Features of Rust
Now let's have a look at Rust's features, without going too much into details. Just a light overview of what this is all about and how it might be helfpul for us data engineers.
Statically-typed and compiled
Rust is a statically typed language. To simplify, this means that the type of variables and values must be known or at least specified at compile time. This mostly allows for better error checking. It can also be helfpul in eliminating the guess work when using code you didn't write yourself. I had many times the case where Python failed at runtime when I specified a variable with an incompatible type. Not that I didn't check beforehand, I just couldn't check all possible variants. In Rust, the compiler does that for me.
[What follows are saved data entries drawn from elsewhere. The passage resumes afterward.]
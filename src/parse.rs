//! Source → document tree conversion on top of the pulldown-cmark event
//! stream.
//!
//! Raw HTML events are carried into the tree as [`Node::Raw`] so the filter
//! pass can apply the configured raw-HTML policy; nothing is executed or
//! dropped here.

use crate::tree::{Element, Node, Root};
use pulldown_cmark::{
    Alignment, CodeBlockKind, Event, HeadingLevel, Options, Parser, Tag, TagEnd,
};
use std::rc::Rc;

/// Parse-side plugin: maps the markdown event stream before tree conversion.
/// Plugins run in registration order, each receiving the previous output.
pub trait EventPlugin {
    fn map<'a>(&self, events: Vec<Event<'a>>) -> Vec<Event<'a>>;
}

/// Options forwarded to the tree-conversion stage.
#[derive(Clone, Debug)]
pub struct TreeOptions {
    /// Prefix for the class set on fenced code blocks, e.g. `language-rust`.
    pub code_class_prefix: String,
    /// Prefix for footnote definition ids and reference targets.
    pub footnote_id_prefix: String,
}

impl Default for TreeOptions {
    fn default() -> Self {
        Self {
            code_class_prefix: "language-".to_string(),
            footnote_id_prefix: String::new(),
        }
    }
}

/// Markdown extensions enabled when the caller does not override them.
pub fn default_markdown_options() -> Options {
    Options::ENABLE_TABLES
        | Options::ENABLE_STRIKETHROUGH
        | Options::ENABLE_FOOTNOTES
        | Options::ENABLE_TASKLISTS
}

/// Parse markdown source into a document tree. Synchronous and total:
/// malformed input is not an error, the parser is tolerant by design.
pub fn parse_document(
    source: &str,
    markdown_options: Options,
    event_plugins: &[Rc<dyn EventPlugin>],
    tree_options: &TreeOptions,
) -> Root {
    let mut events: Vec<Event> = Parser::new_ext(source, markdown_options).collect();
    for plugin in event_plugins {
        events = plugin.map(events);
    }

    let mut builder = TreeBuilder::new(tree_options);
    for event in events {
        builder.event(event);
    }
    builder.into_root()
}

enum Frame {
    Element {
        element: Element,
        /// Extra element wrapped around this one on close (`pre` around
        /// code blocks, `thead` around the header row).
        wrap: Option<&'static str>,
    },
    /// Children splice into the parent on close (html blocks, containers we
    /// do not map to an element).
    Transparent(Vec<Node>),
    /// Children are dropped (metadata blocks).
    Discard,
    /// Collects descendant text into the `alt` attribute of an `img`.
    Image {
        src: String,
        title: String,
        alt: String,
    },
}

impl Frame {
    fn element(element: Element) -> Self {
        Frame::Element {
            element,
            wrap: None,
        }
    }
}

struct TreeBuilder<'a> {
    options: &'a TreeOptions,
    stack: Vec<Frame>,
    root: Vec<Node>,
    table_aligns: Vec<Alignment>,
    cell_index: usize,
    in_table_head: bool,
}

impl<'a> TreeBuilder<'a> {
    fn new(options: &'a TreeOptions) -> Self {
        Self {
            options,
            stack: Vec::new(),
            root: Vec::new(),
            table_aligns: Vec::new(),
            cell_index: 0,
            in_table_head: false,
        }
    }

    fn event(&mut self, event: Event) {
        match event {
            Event::Start(tag) => self.start(tag),
            Event::End(TagEnd::TableHead) => {
                self.close();
                self.in_table_head = false;
            }
            Event::End(TagEnd::TableCell) => {
                self.close();
                self.cell_index += 1;
            }
            Event::End(_) => self.close(),
            Event::Text(text) => self.attach(Node::Text(text.to_string())),
            Event::Code(code) => {
                let mut el = Element::new("code");
                el.children.push(Node::Text(code.to_string()));
                self.attach(Node::Element(el));
            }
            Event::InlineMath(math) => {
                let mut el = Element::new("span");
                el.set_attr("class", "math math-inline");
                el.children.push(Node::Text(math.to_string()));
                self.attach(Node::Element(el));
            }
            Event::DisplayMath(math) => {
                let mut el = Element::new("span");
                el.set_attr("class", "math math-display");
                el.children.push(Node::Text(math.to_string()));
                self.attach(Node::Element(el));
            }
            Event::Html(html) | Event::InlineHtml(html) => {
                self.attach(Node::Raw(html.to_string()));
            }
            Event::FootnoteReference(name) => {
                let mut link = Element::new("a");
                link.set_attr(
                    "href",
                    format!("#{}{}", self.options.footnote_id_prefix, name),
                );
                link.children.push(Node::Text(name.to_string()));
                let mut sup = Element::new("sup");
                sup.set_attr("class", "footnote-reference");
                sup.children.push(Node::Element(link));
                self.attach(Node::Element(sup));
            }
            Event::SoftBreak => self.attach(Node::Text("\n".to_string())),
            Event::HardBreak => self.attach(Node::Element(Element::new("br"))),
            Event::Rule => self.attach(Node::Element(Element::new("hr"))),
            Event::TaskListMarker(checked) => {
                let mut input = Element::new("input");
                input.set_attr("type", "checkbox");
                input.set_attr("disabled", "");
                if checked {
                    input.set_attr("checked", "");
                }
                self.attach(Node::Element(input));
            }
        }
    }

    fn start(&mut self, tag: Tag) {
        let frame = match tag {
            Tag::Paragraph => Frame::element(Element::new("p")),
            Tag::Heading {
                level,
                id,
                classes,
                attrs,
            } => {
                let mut el = Element::new(heading_tag(level));
                if let Some(id) = id {
                    el.set_attr("id", id.to_string());
                }
                if !classes.is_empty() {
                    el.set_attr(
                        "class",
                        classes
                            .iter()
                            .map(|class| class.to_string())
                            .collect::<Vec<_>>()
                            .join(" "),
                    );
                }
                for (name, value) in attrs {
                    el.set_attr(&name, value.map(|v| v.to_string()).unwrap_or_default());
                }
                Frame::element(el)
            }
            Tag::BlockQuote(_) => Frame::element(Element::new("blockquote")),
            Tag::CodeBlock(kind) => {
                let mut el = Element::new("code");
                if let CodeBlockKind::Fenced(info) = kind {
                    if let Some(lang) = info.split_whitespace().next() {
                        if !lang.is_empty() {
                            el.set_attr(
                                "class",
                                format!("{}{}", self.options.code_class_prefix, lang),
                            );
                        }
                    }
                }
                Frame::Element {
                    element: el,
                    wrap: Some("pre"),
                }
            }
            Tag::List(Some(start)) => {
                let mut el = Element::new("ol");
                if start != 1 {
                    el.set_attr("start", start.to_string());
                }
                Frame::element(el)
            }
            Tag::List(None) => Frame::element(Element::new("ul")),
            Tag::Item => Frame::element(Element::new("li")),
            Tag::FootnoteDefinition(name) => {
                let mut el = Element::new("div");
                el.set_attr("class", "footnote-definition");
                el.set_attr(
                    "id",
                    format!("{}{}", self.options.footnote_id_prefix, name),
                );
                let mut label = Element::new("sup");
                label.set_attr("class", "footnote-definition-label");
                label.children.push(Node::Text(name.to_string()));
                el.children.push(Node::Element(label));
                Frame::element(el)
            }
            Tag::Table(aligns) => {
                self.table_aligns = aligns;
                Frame::element(Element::new("table"))
            }
            Tag::TableHead => {
                self.in_table_head = true;
                self.cell_index = 0;
                Frame::Element {
                    element: Element::new("tr"),
                    wrap: Some("thead"),
                }
            }
            Tag::TableRow => {
                self.cell_index = 0;
                Frame::element(Element::new("tr"))
            }
            Tag::TableCell => {
                let tag = if self.in_table_head { "th" } else { "td" };
                let mut el = Element::new(tag);
                if let Some(style) = self
                    .table_aligns
                    .get(self.cell_index)
                    .and_then(|align| alignment_style(*align))
                {
                    el.set_attr("style", style);
                }
                Frame::element(el)
            }
            Tag::Emphasis => Frame::element(Element::new("em")),
            Tag::Strong => Frame::element(Element::new("strong")),
            Tag::Strikethrough => Frame::element(Element::new("del")),
            Tag::Link {
                dest_url, title, ..
            } => {
                let mut el = Element::new("a");
                el.set_attr("href", dest_url.to_string());
                if !title.is_empty() {
                    el.set_attr("title", title.to_string());
                }
                Frame::element(el)
            }
            Tag::Image {
                dest_url, title, ..
            } => Frame::Image {
                src: dest_url.to_string(),
                title: title.to_string(),
                alt: String::new(),
            },
            Tag::MetadataBlock(_) => Frame::Discard,
            Tag::HtmlBlock => Frame::Transparent(Vec::new()),
            _ => Frame::Transparent(Vec::new()),
        };
        self.stack.push(frame);
    }

    fn close(&mut self) {
        let Some(frame) = self.stack.pop() else {
            return;
        };
        match frame {
            Frame::Element { element, wrap } => {
                let node = match wrap {
                    Some(outer_tag) => {
                        let mut outer = Element::new(outer_tag);
                        outer.children.push(Node::Element(element));
                        Node::Element(outer)
                    }
                    None => Node::Element(element),
                };
                self.attach(node);
            }
            Frame::Transparent(children) => {
                for child in children {
                    self.attach(child);
                }
            }
            Frame::Discard => {}
            Frame::Image { src, title, alt } => {
                let mut el = Element::new("img");
                el.set_attr("src", src);
                el.set_attr("alt", alt);
                if !title.is_empty() {
                    el.set_attr("title", title);
                }
                self.attach(Node::Element(el));
            }
        }
    }

    fn attach(&mut self, node: Node) {
        match self.stack.last_mut() {
            Some(Frame::Element { element, .. }) => element.children.push(node),
            Some(Frame::Transparent(children)) => children.push(node),
            Some(Frame::Discard) => {}
            Some(Frame::Image { alt, .. }) => collect_text(&node, alt),
            None => self.root.push(node),
        }
    }

    fn into_root(mut self) -> Root {
        while !self.stack.is_empty() {
            self.close();
        }
        Root {
            children: self.root,
        }
    }
}

fn heading_tag(level: HeadingLevel) -> &'static str {
    match level {
        HeadingLevel::H1 => "h1",
        HeadingLevel::H2 => "h2",
        HeadingLevel::H3 => "h3",
        HeadingLevel::H4 => "h4",
        HeadingLevel::H5 => "h5",
        HeadingLevel::H6 => "h6",
    }
}

fn alignment_style(align: Alignment) -> Option<&'static str> {
    match align {
        Alignment::None => None,
        Alignment::Left => Some("text-align: left"),
        Alignment::Center => Some("text-align: center"),
        Alignment::Right => Some("text-align: right"),
    }
}

fn collect_text(node: &Node, out: &mut String) {
    match node {
        Node::Text(text) => out.push_str(text),
        Node::Raw(_) => {}
        Node::Element(element) => {
            for child in &element.children {
                collect_text(child, out);
            }
        }
    }
}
Rust is in fact compiled, it just means the code is transformed into machine code (LLVM) before actually running. It can have impact on the efficiency and execution time of the programs but that always depends on the implementation.
Being statically-typed and compiled, you can get more guarantees as to the performance (it's predictable) of your program and a reduced likelihood of runtime errors.
In short, Rust is statically-typed and compiled which helps us avoid shipping code that might have avoidable mistakes, had we run enough tests beforehand. These guarantees are built into the Rust toolchain.
By also being typed, it slightly increases the verbosity but doesn't do so unnecessarily like other programming languages. There is for example no need for defining a
class
nor writing public static void
to confuse yours truly.It's a give and take.
Safety features (borrowing and ownership)
Rust comes with a series of safety features that enable it to be a great tool for efficiently working with data. Borrowing and ownership refer to models for safe and efficient memory management.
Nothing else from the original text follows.